Critique de film

The Breed

"The breed"
affiche du film
  • Genre : Horreur - Animaux tueurs
  • Année de production : 2006
  • Sortie belge : 0000-00-00
  • Réalisateur : Nicolas Mastandrea
  • Pays d'origine : Afrique du Sud, Allemagne, USA
  • Durée : 1h27
  • Scénariste : Robert Conte, Peter Martin Wortmann
  • Musique : Tom Mesmer, Marcus Trumpp
  • [
  • Bande annonce
  • ]
  • Casting : Michelle Rodriguez, Taryn Manning, Oliver Hudson
  • Récompenses : Aucune

Un groupe d'amis s'envole sur une île déserte pour un week-end de fête. Mais ces vacances vont se transformer en cauchemar : le petit groupe va bientôt être confronté à une terrible menace : une meute de chiens sauvages génétiquement modifiés en terribles prédateurs.

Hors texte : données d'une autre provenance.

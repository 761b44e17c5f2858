//! Route gateway: merges every endpoint subrouter and binds the shared state.
//!
//! Handlers see only [`AppState`]; they do not know how the dataset was loaded.

use std::sync::Arc;

use axum::Router;

use crate::{Config, Dataset};

mod health;
mod map;
mod query;
mod readings;
mod sensors;

use query::{blank_date, criteria_from_query};

/// Immutable dataset plus configuration, cloned into every handler.
pub type AppState = (Arc<Dataset>, Config);

// ---

pub fn router(dataset: Arc<Dataset>, config: Config) -> Router {
    // ---
    Router::new()
        .merge(readings::router())
        .merge(map::router())
        .merge(sensors::router())
        .merge(health::router())
        .with_state((dataset, config))
}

Les critiques à propos de ce film

Critique de The breed - Une réussite pour un sujet pas trop original...
Par : Damien Taymans


Ami de Wes Craven pour lequel il fut assistant de production de sa trilogie des Scream et de sa dérive lycanthropique Cursed, Nicholas Mastandrea s’essaie avec The Breed pour la première fois à la réalisation en mettant en scène une troupe de djeunz confrontés à une bande de vilains molosses génétiquement modifiés qui font rien que leur courir après pour leur mordre les gambettes.

Ce qui devait constituer un séjour paradisiaque pour la bande d’adultes en devenir flanquée de ses sempiternelles figures archétypales (la blondasse écervelée, la brunette sportive, le frangin qui multiplie les coups foireux mais qui a du tonus à revendre, le plus jeune bientôt diplômé en médecine et le black de service qui ne sert qu’à amuser la galerie) se transforme bientôt en un véritable parcours du combattant à destination d’amateurs de la varappe et du survival canin.

Quelque peu exaspérante, l’intrigue accumule de bout en bout une kyrielle de clichés imbuvables qui font des molosses en question des rebuts animaliers d’une armée aux desseins d’omnipotence qui les ont soumis à une série de tests destinés à en faire des armes éminemment plus dangereuses que les non-volontaires envoyés en Irak se faire charcuter pour le bien de la nation. En résulte une meute de canidés surdoués qui sont capables notamment de ronger les cordes d’amarrage de l’hydravion, de leurrer les occupants de la petite maisonnette en leur faisant des tas de farces, de détruire des planches assez épaisses pour s’infiltrer dans le chalet et, why not, de jouer une partie de strip-canin où le perdant doit impérativement retirer son collier sous crainte de se faire dévorer par ses congénères. Une exagération qui, si elle prête à sourire, étonne d’autant plus que les humanoïdes écervelés jusqu’à l’os qui leur tiennent tête s’en sortent bien souvent indemnes lors de séquences pseudo anxiogènes directement désamorcées par des dialogues plus plats que la poitrine de ma tante Ernestine.

Film pop-corn par excellence, The breed ne débride jamais une assistance juvénile pas encore blasée et gavée par ce genre de productions bas du plafond destinées à soutirer quelques kopeks via une exploitation DVD salutaire.